A blog post written by students in Bodega Marine Laboratory's Biological Oceanography Class:  Alex, Siena & Chelsey (see more about them below!)

Ocean acidification (OA) is a process in which ocean chemistry is altered due to the carbon dioxide (CO2) generated through fossil fuel burnging. Our ocean absorbs around 33% of all CO2 put into the atmosphere (Sabine et al. 2004). Once CO2 is absorbed into the ocean, it reacts with water to form a weak acid. In doing so the release of hydrogen ions creates more acidic water. Current research has shown that the changing ocean chemistry is inflicting highly stressful conditions for larvae and juvenile calcifying organisms, stunting their growth and even causing death. Other organisms experience behavioral changes that can impact their ability to find food or escape predators.

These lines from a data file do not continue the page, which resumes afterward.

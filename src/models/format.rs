//! Match formats, sides and match result codes.

use crate::models::error::EngineError;
use crate::models::score::parse_pair;
use serde::{Deserialize, Serialize};
use std::fmt;
use std::str::FromStr;

/// Supported match formats.
#[derive(Clone, Copy, Debug, Eq, Hash, PartialEq, Serialize, Deserialize)]
pub enum MatchFormat {
    /// Best of three regular sets.
    #[serde(rename = "standard-bo3")]
    StandardBestOfThree,
    /// Best of three where a deciding third set is played as a super tiebreak.
    #[serde(rename = "amateur-bo3-super-tiebreak")]
    AmateurSuperTiebreak,
    /// Best of five regular sets.
    #[serde(rename = "bo5")]
    BestOfFive,
}

impl MatchFormat {
    pub const ALL: [MatchFormat; 3] = [
        MatchFormat::StandardBestOfThree,
        MatchFormat::AmateurSuperTiebreak,
        MatchFormat::BestOfFive,
    ];

    /// Sets a side needs to win the match.
    pub fn sets_to_win(self) -> u8 {
        match self {
            MatchFormat::StandardBestOfThree | MatchFormat::AmateurSuperTiebreak => 2,
            MatchFormat::BestOfFive => 3,
        }
    }

    /// Most sets a match in this format can go to.
    pub fn max_sets(self) -> usize {
        usize::from(self.sets_to_win()) * 2 - 1
    }

    pub fn as_str(self) -> &'static str {
        match self {
            MatchFormat::StandardBestOfThree => "standard-bo3",
            MatchFormat::AmateurSuperTiebreak => "amateur-bo3-super-tiebreak",
            MatchFormat::BestOfFive => "bo5",
        }
    }
}

impl fmt::Display for MatchFormat {
    fn fmt(&self, f: &mut fmt::Formatter<'_>) -> fmt::Result {
        f.write_str(self.as_str())
    }
}

/// Home or away: player A/B in singles, team A/B in doubles.
#[derive(Clone, Copy, Debug, Eq, Hash, PartialEq, Serialize, Deserialize)]
#[serde(rename_all = "snake_case")]
pub enum Side {
    Home,
    Away,
}

impl Side {
    pub fn opposite(self) -> Side {
        match self {
            Side::Home => Side::Away,
            Side::Away => Side::Home,
        }
    }
}

/// Sets won by each side, rendered `"home-away"`.
///
/// `2-1` is a home win, `1-2` the mirrored away win.
#[derive(Clone, Copy, Debug, Eq, Hash, PartialEq, Serialize, Deserialize)]
#[serde(try_from = "String", into = "String")]
pub struct ResultCode {
    pub home: u8,
    pub away: u8,
}

impl ResultCode {
    pub fn new(home: u8, away: u8) -> Self {
        Self { home, away }
    }

    /// Build the code for `winner` winning `winner_sets` to `loser_sets`.
    pub fn for_side(winner: Side, winner_sets: u8, loser_sets: u8) -> Self {
        match winner {
            Side::Home => Self::new(winner_sets, loser_sets),
            Side::Away => Self::new(loser_sets, winner_sets),
        }
    }

    /// The side that won more sets; `None` for a level code.
    pub fn winner(self) -> Option<Side> {
        match self.home.cmp(&self.away) {
            std::cmp::Ordering::Greater => Some(Side::Home),
            std::cmp::Ordering::Less => Some(Side::Away),
            std::cmp::Ordering::Equal => None,
        }
    }

    pub fn winner_sets(self) -> u8 {
        self.home.max(self.away)
    }

    pub fn loser_sets(self) -> u8 {
        self.home.min(self.away)
    }

    pub fn sets_for(self, side: Side) -> u8 {
        match side {
            Side::Home => self.home,
            Side::Away => self.away,
        }
    }

    pub fn total_sets(self) -> usize {
        usize::from(self.home) + usize::from(self.away)
    }

    /// Straight sets: the loser took no set.
    pub fn is_straight_sets(self) -> bool {
        self.loser_sets() == 0
    }

    pub fn mirrored(self) -> Self {
        Self::new(self.away, self.home)
    }
}

impl fmt::Display for ResultCode {
    fn fmt(&self, f: &mut fmt::Formatter<'_>) -> fmt::Result {
        write!(f, "{}-{}", self.home, self.away)
    }
}

impl FromStr for ResultCode {
    type Err = EngineError;

    fn from_str(s: &str) -> Result<Self, Self::Err> {
        parse_pair(s)
            .map(|(home, away)| Self::new(home, away))
            .ok_or_else(|| EngineError::InvalidResultCode(s.trim().to_string()))
    }
}

impl TryFrom<String> for ResultCode {
    type Error = EngineError;

    fn try_from(value: String) -> Result<Self, Self::Error> {
        value.parse()
    }
}

impl From<ResultCode> for String {
    fn from(code: ResultCode) -> Self {
        code.to_string()
    }
}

Many marine organisms use chemical cues around them to understand their environment, including predator/prey presence, wayfinding, and mating. However, multiple studies have indicated that OA most likely interferes with the function of neurotransmitter receptors responsible for processing these cues (Hamilton et al. 2014, Leung et al. 2015, & Watson et al. 2014), leaving marine animals less able to sense them and exhibit a response. For example, when conch snails detect the presence of predators through chemical signals, they will jump away from the predator. In a study of conch snails and their response to a cone shell predator, conch snails in acidified water took longer to start jumping away from the predator than those under normal pH conditions. The snails in acidified water also moved at an angle closer to the predator, exposing them to the predator for a longer period of time and decreasing their chance of survival (Watson et al. 2014). Snails can also induce other responses to predators, such a growing a thicker shell. However, this response may be compromised with more acidified waters because the water will be more able to dissolve minerals (Bibby et al. 2007). This means snails will be less able to gather the calcium carbonate required to thicken their shell in response to predators.

Snails can respond and adapt to acidified water to a certain extent. In a study of the nassa mud snail, Nassarius festivus, snails exposed to acidified waters responded both by retracting into their shells within the mud and by reducing their oxygen consumption. However, these responses only work for a short time, as longer-term acidity will inhibit their ability to hunt for carrion (Leung et al. 2015). In another study, snails collected from acidified sites took 4 times less to start moving, spent twice the amount of time moving, and crawled out of the acidified water in much higher numbers than gastropods from non-acidified sites, indicating that snails often exposed to lower acidity have adapted to respond to and avoid acidified waters (Amaral et al. 2014). See interesting and related work from UCD scientists on this topic here.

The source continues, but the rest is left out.